My results add to attempts to provide richer and more comprehensive theoretical understanding for the persistence of political differences. In doing so, I specifically hope to provide a theoretical basis for empirical studies of persisting differences in political outcomes across geographically proximate communities (Acharya et al., 2016, 2018a; Becker et al., 2016; Grosfeld et al., 2013; Guiso et al., 2016; Homola et al., 2020; Mazumder, 2018; Voigtländer and Voth, 2012) that is more directly relevant than other theories that have come before (Berliant and Fujita, 2012; Bisin and Verdier, 2000, 2001; Giuliano and Nunn, 2021; Greif and Tadelis, 2010; Tabellini, 2008).

Mechanisms of persistent differences

Legacy studies describe the persistence of political differences across time that are not enforced by overt institutions. In the US, county-level variance in the historical incidence of slavery (Acharya et al., 2016; 2018a) and civil rights protests (Mazumder, 2018) predict contemporary political preferences. Moving to Europe, persistence across time has been shown in levels of anti-Semitism across Germany (Homola et al., 2020; Voigtländer and Voth, 2012). In northern Italy, Guiso et al. (2016) show higher modern levels of social capital for areas historically within free city-states compared to those outside. Becker et al. (2016) show that regions within the borders of the former Habsburg Empire have greater contemporary trust and lower corruption in bureaucracy than those beyond it.

Several different sub-mechanisms are likely collectively responsible for persistence. The most commonly invoked mechanism is “intergenerational socialisation”, or the passing of political differences from older generations to the younger. A chain of such socialisation connects the origin of political divergences to the present, creating long-term persistence in differences. Acharya et al. (2018a), Homola et al. (2020) and Mazumder (2018) are examples of works that emphasise this mechanism.
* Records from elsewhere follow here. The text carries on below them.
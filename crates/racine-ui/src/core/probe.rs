//! Health probe request shape and transport seam.
//!
//! # Design
//! - The request is plain data so it can be asserted on without a browser.
//! - Credentials are always included so cookies reach the backend behind the proxy.
//! - Every failure collapses to [`ApiStatus::Failed`]; the HTTP status code is not inspected.

use std::fmt::{self, Display, Formatter};

use async_trait::async_trait;

use crate::core::status::ApiStatus;

/// Relative path of the backend health endpoint, resolved against the page origin.
pub const HEALTH_PATH: &str = "/api/healthz";

/// HTTP verbs the frontend issues.
#[derive(Clone, Copy, Debug, PartialEq, Eq)]
pub enum HttpMethod {
    /// `GET`
    Get,
}

/// Fetch credentials mode.
#[derive(Clone, Copy, Debug, PartialEq, Eq)]
pub enum Credentials {
    /// Never send cookies.
    Omit,
    /// Send cookies to the same origin only.
    SameOrigin,
    /// Always send cookies.
    Include,
}

/// Outbound request description handed to a [`HealthTransport`].
#[derive(Clone, Debug, PartialEq, Eq)]
pub struct ProbeRequest {
    /// HTTP method.
    pub method: HttpMethod,
    /// Origin-relative path.
    pub path: String,
    /// Credentials mode.
    pub credentials: Credentials,
}

/// The single request the status page issues on mount.
#[must_use]
pub fn health_request() -> ProbeRequest {
    ProbeRequest {
        method: HttpMethod::Get,
        path: HEALTH_PATH.to_string(),
        credentials: Credentials::Include,
    }
}

/// Body of whatever response the transport received. The HTTP status is not
/// carried: error statuses with a JSON body render like any other.
#[derive(Clone, Debug, PartialEq, Eq)]
pub struct ProbeResponse {
    /// Full response body.
    pub body: String,
}

/// Errors raised while probing the backend.
#[derive(Debug, Clone, PartialEq, Eq)]
pub enum ProbeError {
    /// The request never produced a response.
    Network {
        /// Transport-level description.
        detail: String,
    },
    /// The response body could not be read.
    Body {
        /// Transport-level description.
        detail: String,
    },
    /// The body was not valid JSON.
    Decode {
        /// Parser description.
        detail: String,
    },
}

impl Display for ProbeError {
    fn fmt(&self, f: &mut Formatter<'_>) -> fmt::Result {
        match self {
            Self::Network { .. } => f.write_str("health request failed"),
            Self::Body { .. } => f.write_str("failed to read health response body"),
            Self::Decode { .. } => f.write_str("health response was not valid JSON"),
        }
    }
}

impl std::error::Error for ProbeError {}

/// Anything able to perform a [`ProbeRequest`].
#[async_trait(?Send)]
pub trait HealthTransport {
    /// Issue `request` and return the raw response.
    async fn send(&self, request: &ProbeRequest) -> Result<ProbeResponse, ProbeError>;
}

/// Probe the backend health endpoint once and fold the outcome into a status.
pub async fn probe_status<T>(transport: &T) -> ApiStatus
where
    T: HealthTransport + ?Sized,
{
    match transport.send(&health_request()).await {
        Ok(response) => ApiStatus::from_body(&response.body),
        Err(_) => ApiStatus::Failed,
    }
}

#[cfg(test)]
pub(crate) mod testing {
    use std::cell::RefCell;

    use super::*;

    /// Transport double recording every request it sees.
    pub(crate) struct ScriptedTransport {
        outcome: Result<ProbeResponse, ProbeError>,
        pub(crate) seen: RefCell<Vec<ProbeRequest>>,
    }

    impl ScriptedTransport {
        pub(crate) fn responding(body: &str) -> Self {
            Self {
                outcome: Ok(ProbeResponse {
                    body: body.to_string(),
                }),
                seen: RefCell::new(Vec::new()),
            }
        }

        pub(crate) fn failing(error: ProbeError) -> Self {
            Self {
                outcome: Err(error),
                seen: RefCell::new(Vec::new()),
            }
        }

        pub(crate) fn calls(&self) -> usize {
            self.seen.borrow().len()
        }
    }

    #[async_trait(?Send)]
    impl HealthTransport for ScriptedTransport {
        async fn send(&self, request: &ProbeRequest) -> Result<ProbeResponse, ProbeError> {
            self.seen.borrow_mut().push(request.clone());
            self.outcome.clone()
        }
    }
}

#[cfg(test)]
mod tests {
    use super::testing::ScriptedTransport;
    use super::*;

    #[test]
    fn health_request_targets_proxied_endpoint_with_credentials() {
        let request = health_request();
        assert_eq!(request.method, HttpMethod::Get);
        assert_eq!(request.path, "/api/healthz");
        assert_eq!(request.credentials, Credentials::Include);
    }

    #[tokio::test]
    async fn successful_response_renders_json() {
        let transport = ScriptedTransport::responding(r#"{"ok":true}"#);
        let status = probe_status(&transport).await;
        assert_eq!(status.text(), r#"{"ok":true}"#);
        assert_eq!(transport.calls(), 1);
        assert_eq!(transport.seen.borrow()[0], health_request());
    }

    #[tokio::test]
    async fn json_error_payloads_render_like_any_body() {
        let transport = ScriptedTransport::responding(r#"{"status":"down"}"#);
        assert_eq!(
            probe_status(&transport).await,
            ApiStatus::Ready(r#"{"status":"down"}"#.to_string())
        );
    }

    #[tokio::test]
    async fn network_failure_falls_back() {
        let transport = ScriptedTransport::failing(ProbeError::Network {
            detail: "connection refused".into(),
        });
        assert_eq!(probe_status(&transport).await, ApiStatus::Failed);
    }

    #[tokio::test]
    async fn body_read_failure_falls_back() {
        let transport = ScriptedTransport::failing(ProbeError::Body {
            detail: "stream aborted".into(),
        });
        assert_eq!(probe_status(&transport).await.text(), "erreur");
    }

    #[tokio::test]
    async fn non_json_body_falls_back() {
        let transport = ScriptedTransport::responding("<html>Bad Gateway</html>");
        assert_eq!(probe_status(&transport).await, ApiStatus::Failed);
    }

    #[test]
    fn transport_errors_have_constant_messages() {
        let err = ProbeError::Network {
            detail: "dns".into(),
        };
        assert_eq!(err.to_string(), "health request failed");
        assert_eq!(
            ProbeError::Decode {
                detail: "eof".into()
            }
            .to_string(),
            "health response was not valid JSON"
        );
    }
}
Intergenerational socialisation is simultaneously compounded by other mechanisms that help lock the differences in place. This includes the presence of social structures such as schools, churches and industry that kept like-minded people together (Acharya et al., 2018a) or the operation of psychological effects like cognitive dissonance that re-shape preferences to perpetuate the political differences (Acharya et al., 2018b).

Outside of the specific context of legacy studies, there have been major scholarly attempts to formalise theories of persistence in a similar spirit. Tabellini (2008) describes the inter-generational transmission of cooperative norms as a strategic response to the socio-political environment. Parents are more likely to pass down cooperative norms when local institutions encourage such cooperation and this may, in turn, be complemented by “endogenous enforcement” as previous generations choose to establish strong institutions to ensure future cooperation. An alternate framework is offered by Bisin and Verdier (2000, 2001) who find that parents are more motivated to invest into socialising their children when their ways are a minority in their community to explain why minorities may fail to assimilate. These broader formal works take seriously the presence of alternate viewpoints and describe conditions under which political outlooks neither influences nor is influenced by other locally occurring outlooks. This has been overlooked by theories employed by legacy studies despite the presence of a nearby community with divergent politics being part of their identification strategy.

Through a series of simple formal models, I present a theoretical framework of the legacy effect that centrally accounts for the nearby presence of alternate views. To achieve this, my approach focuses on the persistence of differences specifically in relation to how integrated or isolated a community is from other communities. In this manner, my theory may be most similar to the recent work of Giuliano and Nunn (2021) who theorise that stability is what determines persistence. Stability, here meaning the relative absence of exogenous shocks, allows for communities to practice traditions uninterrupted and leads to their persistence. My theory can be considered a specific application of this idea where, rather than broad exogenous shocks, I focus instead on the influence of a neighbouring community of a different persuasion as the external stimulus of interest.

Persistent differences in an evolutionary setting

Motivating the evolutionary approach

I rely on evolutionary game-theoretic models (Maynard Smith and Price, 1973) in my approach and use standard evolutionary stable states (ESS) (Maynard Smith, 1974) in my solutions. Evolutionary games are well suited for modelling persistent legacies as they are explicitly designed to track differences in large populations across an extended period of time.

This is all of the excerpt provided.